Arbeit und Sozialhilfe

Wer von der Sozialhilfe unterstützt wird, muss eine Stelle suchen und eine zumutbare Arbeit auch annehmen. Sonst werden die Leistungen gekürzt. Anderseits wird Erwerbstätigkeit finanziell belohnt: Wer arbeitet, erhält einen Einkommensfreibetrag.
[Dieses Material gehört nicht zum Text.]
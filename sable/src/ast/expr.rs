//! Expression AST nodes

use super::Spanned;
use serde::{Deserialize, Serialize};

/// Expression
#[derive(Debug, Clone, Serialize, Deserialize)]
pub enum Expr {
    /// Null literal
    Null,
    /// Integer literal
    IntLit(i64),
    /// Float literal
    FloatLit(f64),
    /// Boolean literal
    BoolLit(bool),
    /// String literal
    StringLit(String),
    /// Character literal
    CharLit(char),

    /// Identifier reference
    Ident(String),

    /// Array literal: [a, b, c]
    Array(Vec<Spanned<Expr>>),

    /// Dictionary literal: {"key": value, ...}
    Dict(Vec<(Spanned<String>, Spanned<Expr>)>),

    /// Binary operation
    Binary {
        left: Box<Spanned<Expr>>,
        op: BinOp,
        right: Box<Spanned<Expr>>,
    },

    /// Unary operation
    Unary {
        op: UnOp,
        expr: Box<Spanned<Expr>>,
    },

    /// Assignment or compound assignment: target op value
    Assign {
        target: Box<Spanned<Expr>>,
        op: AssignOp,
        value: Box<Spanned<Expr>>,
    },

    /// Prefix or postfix increment/decrement
    Step {
        target: Box<Spanned<Expr>>,
        decrement: bool,
        prefix: bool,
    },

    /// Function call by identifier
    Call {
        name: Spanned<String>,
        args: Vec<Spanned<Expr>>,
    },

    /// Method call: receiver.name(args)
    MethodCall {
        recv: Box<Spanned<Expr>>,
        name: Spanned<String>,
        args: Vec<Spanned<Expr>>,
    },

    /// Member access: receiver.name
    Member {
        recv: Box<Spanned<Expr>>,
        name: Spanned<String>,
    },

    /// Index access: receiver[index]
    Index {
        recv: Box<Spanned<Expr>>,
        index: Box<Spanned<Expr>>,
    },
}

/// Binary operators
#[derive(Debug, Clone, Copy, PartialEq, Eq, Serialize, Deserialize)]
pub enum BinOp {
    Add,
    Sub,
    Mul,
    Div,
    Mod,
    Eq,
    Ne,
    Lt,
    Gt,
    Le,
    Ge,
    And,
    Or,
    Xor,
    BitAnd,
    BitOr,
    BitXor,
    Shl,
    Shr,
}

impl BinOp {
    /// Operator spelling for error messages
    pub fn symbol(self) -> &'static str {
        match self {
            BinOp::Add => "+",
            BinOp::Sub => "-",
            BinOp::Mul => "*",
            BinOp::Div => "/",
            BinOp::Mod => "%",
            BinOp::Eq => "==",
            BinOp::Ne => "!=",
            BinOp::Lt => "<",
            BinOp::Gt => ">",
            BinOp::Le => "<=",
            BinOp::Ge => ">=",
            BinOp::And => "&&",
            BinOp::Or => "||",
            BinOp::Xor => "^^",
            BinOp::BitAnd => "&",
            BinOp::BitOr => "|",
            BinOp::BitXor => "^",
            BinOp::Shl => "<<",
            BinOp::Shr => ">>",
        }
    }
}

/// Unary operators
#[derive(Debug, Clone, Copy, PartialEq, Eq, Serialize, Deserialize)]
pub enum UnOp {
    Neg,
    Pos,
    Not,
    BitNot,
}

impl UnOp {
    pub fn symbol(self) -> &'static str {
        match self {
            UnOp::Neg => "-",
            UnOp::Pos => "+",
            UnOp::Not => "!",
            UnOp::BitNot => "~",
        }
    }
}

/// Assignment operators
#[derive(Debug, Clone, Copy, PartialEq, Eq, Serialize, Deserialize)]
pub enum AssignOp {
    Assign,
    AddAssign,
    SubAssign,
    MulAssign,
    DivAssign,
    ModAssign,
}

impl AssignOp {
    pub fn symbol(self) -> &'static str {
        match self {
            AssignOp::Assign => "=",
            AssignOp::AddAssign => "+=",
            AssignOp::SubAssign => "-=",
            AssignOp::MulAssign => "*=",
            AssignOp::DivAssign => "/=",
            AssignOp::ModAssign => "%=",
        }
    }

    /// The binary operator a compound assignment applies, if any
    pub fn bin_op(self) -> Option<BinOp> {
        match self {
            AssignOp::Assign => None,
            AssignOp::AddAssign => Some(BinOp::Add),
            AssignOp::SubAssign => Some(BinOp::Sub),
            AssignOp::MulAssign => Some(BinOp::Mul),
            AssignOp::DivAssign => Some(BinOp::Div),
            AssignOp::ModAssign => Some(BinOp::Mod),
        }
    }
}

impl Expr {
    /// True if the expression names a storage location usable as an
    /// assignment target or a by-reference argument.
    pub fn is_lvalue(&self) -> bool {
        matches!(
            self,
            Expr::Ident(_) | Expr::Index { .. } | Expr::Member { .. }
        )
    }
}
Im Kanton Bern ist fast ein Drittel der Erwachsenen in der Sozialhilfe erwerbstätig. Dennoch reicht ihr Lohn oft nicht zum Leben. Das hat vor allem damit zu tun, dass in der Sozialhilfe mehrheitlich Personen ohne berufliche Qualifizierung sind. Diese erzielen meist nur ein geringes Einkommen. Vor allem bei Familien muss die Sozialhilfe deshalb ergänzend zum Erwerbseinkommen Leistungen ausrichten.

Etwa ein Drittel der Unterstützen Erwachsenen ist auf Stellensuche. Weil diese Personen meist beruflich wenig qualifiziert, oft gesundheitlich angeschlagen und von der Arbeitslosenversicherung ausgesteuert sind, ist es für sie schwierig, eine Arbeit zu finden. Die Sozialdienste unterstützen diese Personen bei der Stellensuche und stellen Qualifizierungs-, Integrations- und Beschäftigungsprogramme sowie Weiterbildungsangebote bereit, um die Zeit bis zu einem Stellenantritt sinnvoll zu überbrücken.

Ein weiteres Drittel der unterstützten Erwachsenen kann wegen Kinderbetreuungspflichten oder aus gesundheitlichen Gründen nicht arbeiten. Viele Personen mit gesundheitlichen Problemen haben früher eine IV-Rente erhalten. Seit einigen Jahren hat die IV aber ihre Rentenpraxis verschärft. Die Folge davon ist, dass immer mehr Personen mit gesundheitlichen Problemen und Leistungseinschränkungen heute von der Sozialhilfe unterstützt werden müssen.